--- Task goal ---
For the string "strings", find every matching line in the records and copy it.

--- Records supplied ---
----
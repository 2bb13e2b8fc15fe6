//! Configuration validation.
//!
//! # Responsibilities
//! - Semantic validation (serde handles syntactic)
//! - Validate value ranges (timeouts > 0)
//! - Check URLs are usable before anything tries to fetch them
//!
//! # Design Decisions
//! - Returns all validation errors, not just first
//! - Validation is a pure function: SiteConfig → Result<(), Vec<ValidationError>>
//! - Runs before config is accepted into the system

use std::fmt;

use url::Url;

use crate::config::schema::SiteConfig;

/// One semantic problem found in a configuration.
#[derive(Debug, Clone, PartialEq, Eq)]
pub struct ValidationError {
    /// Dotted path of the offending field.
    pub field: String,
    pub message: String,
}

impl ValidationError {
    fn new(field: &str, message: impl Into<String>) -> Self {
        Self {
            field: field.to_owned(),
            message: message.into(),
        }
    }
}

impl fmt::Display for ValidationError {
    fn fmt(&self, f: &mut fmt::Formatter<'_>) -> fmt::Result {
        write!(f, "{}: {}", self.field, self.message)
    }
}

/// Check everything serde cannot, collecting every problem found.
pub fn validate_config(config: &SiteConfig) -> Result<(), Vec<ValidationError>> {
    let mut errors = Vec::new();

    if config.fetch.timeout_secs == 0 {
        errors.push(ValidationError::new(
            "fetch.timeout_secs",
            "must be greater than zero",
        ));
    }

    if !config.webshare.base_url.is_empty() {
        match Url::parse(&config.webshare.base_url) {
            Ok(url) if url.host_str().is_none() => {
                errors.push(ValidationError::new(
                    "webshare.base_url",
                    "has no host to connect to",
                ));
            }
            Ok(_) => {}
            Err(err) => {
                errors.push(ValidationError::new(
                    "webshare.base_url",
                    format!("not a valid URL: {}", err),
                ));
            }
        }
    }

    if config.webshare.rcd_path.is_empty() {
        errors.push(ValidationError::new("webshare.rcd_path", "must not be empty"));
    }

    if config.filedrop.drop_path.is_empty() {
        errors.push(ValidationError::new("filedrop.drop_path", "must not be empty"));
    }
    if !config.filedrop.base_url.is_empty() && !config.filedrop.base_url.ends_with('/') {
        // session URLs are built by appending the directory name
        errors.push(ValidationError::new(
            "filedrop.base_url",
            "must end with a slash",
        ));
    }

    if config.templates.dir.is_empty() {
        errors.push(ValidationError::new("templates.dir", "must not be empty"));
    }

    if errors.is_empty() {
        Ok(())
    } else {
        Err(errors)
    }
}

#[cfg(test)]
mod tests {
    use super::*;

    #[test]
    fn default_config_is_valid() {
        assert!(validate_config(&SiteConfig::default()).is_ok());
    }

    #[test]
    fn all_errors_are_collected() {
        let mut config = SiteConfig::default();
        config.fetch.timeout_secs = 0;
        config.webshare.base_url = "not a url".to_owned();
        config.filedrop.base_url = "http://localhost/ftp".to_owned();

        let errors = validate_config(&config).unwrap_err();
        let fields: Vec<&str> = errors.iter().map(|e| e.field.as_str()).collect();
        assert_eq!(
            fields,
            vec!["fetch.timeout_secs", "webshare.base_url", "filedrop.base_url"]
        );
    }

    #[test]
    fn hostless_webshare_url_is_rejected() {
        let mut config = SiteConfig::default();
        config.webshare.base_url = "data:text/plain,oops".to_owned();
        assert!(validate_config(&config).is_err());
    }
}
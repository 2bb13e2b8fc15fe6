//! HTML production helpers.
//!
//! # Data Flow
//! ```text
//! curated text with informal markers
//!     → scanner.rs (">x<" / "<x>" spans become <SUB>/<SUP> pairs,
//!       strays become entities)
//!
//! arbitrary text
//!     → escape.rs (&, <, > become SGML entities)
//!
//! page fragments
//!     → elements.rs (canned elements and form sections as strings)
//! ```
//!
//! # Design Decisions
//! - The scanner tracks one pending marker per kind; a repeat escapes
//!   the earlier one instead of stacking (spans never nest)
//! - Builders return strings; writing them anywhere is the caller's job

pub mod elements;
pub mod escape;
pub mod scanner;

pub use escape::escape;
pub use scanner::{sub_sup, sub_sup_lines};
//! The standard page builder.

use std::collections::BTreeMap;
use std::fs;
use std::path::{Path, PathBuf};

use thiserror::Error;

/// Fragment emitted before everything else in the document head.
pub const TEMPLATE_HEAD: &str = "templateHead.html";
/// Fragment opening the document body.
pub const TEMPLATE_BODY_START: &str = "templateBodyStart.html";
/// Fragment closing the document body.
pub const TEMPLATE_BODY_STOP: &str = "templateBodyStop.html";

/// Error type for page assembly.
#[derive(Debug, Error)]
pub enum TemplateError {
    /// A template fragment could not be read.
    #[error("failed to read template fragment {path}")]
    Io {
        path: PathBuf,
        #[source]
        source: std::io::Error,
    },
}

/// Builder for a standard site page.
///
/// A `Page` is bound to a directory of template fragments and collects
/// the variable sections of a document. The assembly methods combine
/// both into HTML.
#[derive(Debug, Clone)]
pub struct Page {
    path: PathBuf,
    content_type: String,
    cookies: String,
    title: String,
    help_link: String,
    header_text: String,
    header_sub_text: String,
    input_form_url: String,
    input_form_parameters: BTreeMap<String, String>,
    body: Vec<String>,
    css: Vec<String>,
    javascript_includes: Vec<String>,
    javascript: Vec<String>,
}

impl Page {
    /// Create a page bound to the given template directory.
    pub fn new(path: impl Into<PathBuf>) -> Self {
        Self {
            path: path.into(),
            content_type: "Content-type: text/html\n".to_owned(),
            cookies: String::new(),
            title: String::new(),
            help_link: String::new(),
            header_text: String::new(),
            header_sub_text: String::new(),
            input_form_url: String::new(),
            input_form_parameters: BTreeMap::new(),
            body: Vec::new(),
            css: Vec::new(),
            javascript_includes: Vec::new(),
            javascript: Vec::new(),
        }
    }

    pub fn content_type(&self) -> &str {
        &self.content_type
    }

    pub fn set_content_type(&mut self, content_type: impl Into<String>) {
        self.content_type = content_type.into();
    }

    /// Cookie headers, with the trailing blank line the CGI protocol
    /// expects.
    pub fn cookies(&self) -> String {
        format!("{}\n", self.cookies)
    }

    pub fn set_cookies(&mut self, cookies: impl Into<String>) {
        self.cookies = cookies.into();
    }

    /// The `<TITLE>` element for the current title, empty when no title
    /// has been set.
    pub fn title(&self) -> String {
        if self.title.is_empty() {
            String::new()
        } else {
            format!("<TITLE>{}</TITLE>", self.title)
        }
    }

    pub fn set_title(&mut self, title: impl Into<String>) {
        self.title = title.into();
    }

    pub fn body(&self) -> &[String] {
        &self.body
    }

    pub fn set_body(&mut self, body: Vec<String>) {
        self.body = body;
    }

    pub fn append_body(&mut self, piece: impl Into<String>) {
        self.body.push(piece.into());
    }

    /// Replace the style sheets with a single link.
    pub fn set_css(&mut self, url: &str) {
        self.css = vec![css_link(url)];
    }

    pub fn append_css(&mut self, url: &str) {
        self.css.push(css_link(url));
    }

    /// Replace the script includes with a single one.
    pub fn set_javascript_include(&mut self, url: &str) {
        self.javascript_includes = vec![script_include(url)];
    }

    pub fn append_javascript_include(&mut self, url: &str) {
        self.javascript_includes.push(script_include(url));
    }

    pub fn set_javascript(&mut self, script: impl Into<String>) {
        self.javascript = vec![script.into()];
    }

    pub fn append_javascript(&mut self, script: impl Into<String>) {
        self.javascript.push(script.into());
    }

    pub fn help_link(&self) -> &str {
        &self.help_link
    }

    /// Point the header bar at a user-doc page; a help image appears on
    /// the page when this is set.
    pub fn set_help_link(&mut self, url: impl Into<String>) {
        self.help_link = url.into();
    }

    pub fn header_text(&self) -> &str {
        &self.header_text
    }

    pub fn set_header_text(&mut self, text: impl Into<String>) {
        self.header_text = text.into();
    }

    pub fn header_sub_text(&self) -> &str {
        &self.header_sub_text
    }

    pub fn set_header_sub_text(&mut self, text: impl Into<String>) {
        self.header_sub_text = text.into();
    }

    pub fn set_input_form_url(&mut self, url: impl Into<String>) {
        self.input_form_url = url.into();
    }

    pub fn input_form_parameters(&self) -> &BTreeMap<String, String> {
        &self.input_form_parameters
    }

    pub fn set_input_form_parameters(&mut self, parameters: BTreeMap<String, String>) {
        self.input_form_parameters = parameters;
    }

    pub fn append_input_form_parameter(
        &mut self,
        name: impl Into<String>,
        value: impl Into<String>,
    ) {
        self.input_form_parameters.insert(name.into(), value.into());
    }

    /// The feedback-button form for the header bar, or an empty string
    /// when no form URL and parameters are configured.
    pub fn input_form(&self) -> String {
        if self.input_form_parameters.is_empty() || self.input_form_url.is_empty() {
            return String::new();
        }
        let query = self
            .input_form_parameters
            .iter()
            .map(|(name, value)| format!("{}={}", name, value))
            .collect::<Vec<_>>()
            .join("&");
        format!(
            "<div class=\"yourInputButton\">\n\
             \t<FORM NAME=\"YourInputForm\">\n\
             \t\t<INPUT TYPE=button class=\"searchToolButton\" VALUE=\"Your Input Welcome\" NAME=\"yourInputButton\"\n\
             \t\tonClick='window.open(\"{}?{}\")'>\n\
             \t</FORM>\n\
             </div>",
            self.input_form_url, query
        )
    }

    /// Everything up to and including the body-start fragment: content
    /// type, cookies, head fragment, title, style sheets, and scripts.
    pub fn navigation(&self) -> Result<String, TemplateError> {
        let mut text = String::new();
        text.push_str(&self.content_type);
        text.push_str(&self.cookies());
        text.push_str(&self.fragment(TEMPLATE_HEAD)?);
        text.push_str(&self.title());
        for item in &self.css {
            text.push_str(item);
        }
        for item in &self.javascript_includes {
            text.push_str(item);
        }
        for item in &self.javascript {
            text.push_str(item);
        }
        text.push_str(&self.fragment(TEMPLATE_BODY_START)?);
        Ok(text)
    }

    /// The title bar: main text, optional sub text, optional help
    /// attribute, and the feedback form when configured.
    pub fn header_bar(&self) -> String {
        let mut head = if self.help_link.is_empty() {
            "<div id=\"titleBarWrapper\">\n".to_owned()
        } else {
            format!("<div id=\"titleBarWrapper\" userdoc=\"{}\">\n", self.help_link)
        };
        head.push_str(&self.input_form());
        head.push_str("<span class=\"titleBarMainTitle\">");
        head.push_str(&self.header_text);
        head.push_str("</span><br>\n");
        if !self.header_sub_text.is_empty() {
            head.push_str("<span class=\"titleBarSubTitle\">");
            head.push_str(&self.header_sub_text);
            head.push_str("</span>\n");
        }
        head.push_str("</div>\n");
        head
    }

    /// Navigation followed by the header bar.
    pub fn navigation_and_header(&self) -> Result<String, TemplateError> {
        let mut head = self.navigation()?;
        head.push_str(&self.header_bar());
        Ok(head)
    }

    /// The whole document.
    pub fn full_document(&self) -> Result<String, TemplateError> {
        let mut doc = self.navigation_and_header()?;
        for item in &self.body {
            doc.push_str(item);
        }
        doc.push_str(&self.fragment(TEMPLATE_BODY_STOP)?);
        Ok(doc)
    }

    /// The whole document, sans header bar.
    pub fn full_document_no_header(&self) -> Result<String, TemplateError> {
        let mut doc = self.navigation()?;
        for item in &self.body {
            doc.push_str(item);
        }
        doc.push_str(&self.fragment(TEMPLATE_BODY_STOP)?);
        Ok(doc)
    }

    fn fragment(&self, name: &str) -> Result<String, TemplateError> {
        let path = self.path.join(name);
        read_fragment(&path)
    }
}

fn read_fragment(path: &Path) -> Result<String, TemplateError> {
    fs::read_to_string(path).map_err(|source| TemplateError::Io {
        path: path.to_owned(),
        source,
    })
}

fn css_link(url: &str) -> String {
    format!("<link rel=\"stylesheet\" type=\"text/css\" href=\"{}\"/>", url)
}

fn script_include(url: &str) -> String {
    format!("<script type=\"text/javascript\" src=\"{}\"></script>", url)
}

#[cfg(test)]
mod tests {
    use super::*;

    fn template_dir() -> tempfile::TempDir {
        let dir = tempfile::tempdir().unwrap();
        fs::write(dir.path().join(TEMPLATE_HEAD), "<HTML><HEAD>").unwrap();
        fs::write(dir.path().join(TEMPLATE_BODY_START), "</HEAD><BODY>").unwrap();
        fs::write(dir.path().join(TEMPLATE_BODY_STOP), "</BODY></HTML>").unwrap();
        dir
    }

    #[test]
    fn full_document_assembles_in_order() {
        let dir = template_dir();
        let mut page = Page::new(dir.path());
        page.set_title("Allele Query");
        page.set_header_text("Genome Informatics");
        page.append_body("<P>hello</P>");

        let doc = page.full_document().unwrap();
        let head_pos = doc.find("<HTML><HEAD>").unwrap();
        let title_pos = doc.find("<TITLE>Allele Query</TITLE>").unwrap();
        let body_start_pos = doc.find("</HEAD><BODY>").unwrap();
        let bar_pos = doc.find("titleBarWrapper").unwrap();
        let body_pos = doc.find("<P>hello</P>").unwrap();
        let stop_pos = doc.find("</BODY></HTML>").unwrap();
        assert!(head_pos < title_pos);
        assert!(title_pos < body_start_pos);
        assert!(body_start_pos < bar_pos);
        assert!(bar_pos < body_pos);
        assert!(body_pos < stop_pos);
        assert!(doc.starts_with("Content-type: text/html\n"));
    }

    #[test]
    fn no_header_variant_omits_title_bar() {
        let dir = template_dir();
        let mut page = Page::new(dir.path());
        page.set_header_text("Genome Informatics");
        let doc = page.full_document_no_header().unwrap();
        assert!(!doc.contains("titleBarWrapper"));
    }

    #[test]
    fn header_bar_carries_help_and_sub_text() {
        let mut page = Page::new("unused");
        page.set_header_text("Main");
        page.set_header_sub_text("Sub");
        page.set_help_link("/userdocs/query_help.shtml");
        let bar = page.header_bar();
        assert!(bar.contains("userdoc=\"/userdocs/query_help.shtml\""));
        assert!(bar.contains("<span class=\"titleBarMainTitle\">Main</span>"));
        assert!(bar.contains("<span class=\"titleBarSubTitle\">Sub</span>"));
    }

    #[test]
    fn input_form_needs_url_and_parameters() {
        let mut page = Page::new("unused");
        assert_eq!(page.input_form(), "");

        page.set_input_form_url("/feedback/feedback_form.cgi");
        assert_eq!(page.input_form(), "");

        page.append_input_form_parameter("marker", "Pax6");
        let form = page.input_form();
        assert!(form.contains("window.open(\"/feedback/feedback_form.cgi?marker=Pax6\")"));
    }

    #[test]
    fn missing_fragment_names_the_path() {
        let dir = tempfile::tempdir().unwrap();
        let page = Page::new(dir.path());
        let err = page.navigation().unwrap_err();
        let TemplateError::Io { path, .. } = err;
        assert!(path.ends_with(TEMPLATE_HEAD));
    }

    #[test]
    fn css_and_scripts_render_into_navigation() {
        let dir = template_dir();
        let mut page = Page::new(dir.path());
        page.set_css("/css/site.css");
        page.append_css("/css/query.css");
        page.append_javascript_include("/js/overlib.js");
        page.set_javascript("var x = 1;");

        let nav = page.navigation().unwrap();
        assert!(nav.contains("href=\"/css/site.css\""));
        assert!(nav.contains("href=\"/css/query.css\""));
        assert!(nav.contains("src=\"/js/overlib.js\""));
        assert!(nav.contains("var x = 1;"));
    }
}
----
--- Written solution ---
//!     → elements.rs (canned elements and form sections as strings)
//! - Builders return strings; writing them anywhere is the caller's job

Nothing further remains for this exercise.